Source records.

•••••

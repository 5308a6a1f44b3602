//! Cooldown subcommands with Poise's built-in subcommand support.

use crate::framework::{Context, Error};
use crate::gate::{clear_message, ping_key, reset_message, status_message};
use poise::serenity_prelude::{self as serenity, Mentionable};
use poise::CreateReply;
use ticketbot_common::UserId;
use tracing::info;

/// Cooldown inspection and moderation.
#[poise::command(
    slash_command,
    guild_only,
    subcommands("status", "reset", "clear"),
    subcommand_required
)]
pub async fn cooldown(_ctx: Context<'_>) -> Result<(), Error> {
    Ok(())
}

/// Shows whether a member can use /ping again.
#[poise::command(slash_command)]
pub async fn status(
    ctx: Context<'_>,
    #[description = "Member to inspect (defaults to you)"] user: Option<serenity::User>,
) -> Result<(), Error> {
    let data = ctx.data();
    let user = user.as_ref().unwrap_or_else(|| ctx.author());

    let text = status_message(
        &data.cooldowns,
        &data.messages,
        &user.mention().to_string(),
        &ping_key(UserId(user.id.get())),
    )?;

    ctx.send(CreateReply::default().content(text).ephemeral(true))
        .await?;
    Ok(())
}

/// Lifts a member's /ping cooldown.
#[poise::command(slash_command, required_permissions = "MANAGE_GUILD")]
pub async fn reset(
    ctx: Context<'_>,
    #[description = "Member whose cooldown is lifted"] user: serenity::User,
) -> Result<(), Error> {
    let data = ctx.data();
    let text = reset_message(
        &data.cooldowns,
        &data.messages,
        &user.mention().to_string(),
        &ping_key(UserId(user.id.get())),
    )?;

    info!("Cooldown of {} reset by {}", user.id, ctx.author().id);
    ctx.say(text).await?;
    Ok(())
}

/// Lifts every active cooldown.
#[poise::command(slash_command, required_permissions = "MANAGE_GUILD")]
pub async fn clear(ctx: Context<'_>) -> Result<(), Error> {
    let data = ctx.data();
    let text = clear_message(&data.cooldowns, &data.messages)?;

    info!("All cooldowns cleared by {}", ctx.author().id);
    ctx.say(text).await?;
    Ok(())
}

•••••

Work order.
The response should consist of all the entries, reproduced word for word.

Exercise solution.
repository 5308a6a1f44b3602
//! Cooldown subcommands with Poise's built-in subcommand support.

use crate::framework::{Context, Error};
use crate::gate::{clear_message, ping_key, reset_message, status_message};
use poise::serenity_prelude::{self as serenity, Mentionable};
use poise::CreateReply;
use ticketbot_common::UserId;
use tracing::info;

/// Cooldown inspection and moderation.
#[poise::command(
    slash_command,
    guild_only,
    subcommands("status", "reset", "clear"),
    subcommand_required
)]
pub async fn cooldown(_ctx: Context<'_>) -> Result<(), Error> {
    Ok(())
}

/// Shows whether a member can use /ping again.
#[poise::command(slash_command)]
pub async fn status(
    ctx: Context<'_>,
    #[description = "Member to inspect (defaults to you)"] user: Option<serenity::User>,
) -> Result<(), Error> {
    let data = ctx.data();
    let user = user.as_ref().unwrap_or_else(|| ctx.author());

    let text = status_message(
        &data.cooldowns,
        &data.messages,
        &user.mention().to_string(),
        &ping_key(UserId(user.id.get())),
    )?;

    ctx.send(CreateReply::default().content(text).ephemeral(true))
        .await?;
    Ok(())
}

/// Lifts a member's /ping cooldown.
#[poise::command(slash_command, required_permissions = "MANAGE_GUILD")]
pub async fn reset(
    ctx: Context<'_>,
    #[description = "Member whose cooldown is lifted"] user: serenity::User,
) -> Result<(), Error> {
    let data = ctx.data();
    let text = reset_message(
        &data.cooldowns,
        &data.messages,
        &user.mention().to_string(),
        &ping_key(UserId(user.id.get())),
    )?;

    info!("Cooldown of {} reset by {}", user.id, ctx.author().id);
    ctx.say(text).await?;
    Ok(())
}

/// Lifts every active cooldown.
#[poise::command(slash_command, required_permissions = "MANAGE_GUILD")]
pub async fn clear(ctx: Context<'_>) -> Result<(), Error> {
    let data = ctx.data();
    let text = clear_message(&data.cooldowns, &data.messages)?;

    info!("All cooldowns cleared by {}", ctx.author().id);
    ctx.say(text).await?;
    Ok(())
}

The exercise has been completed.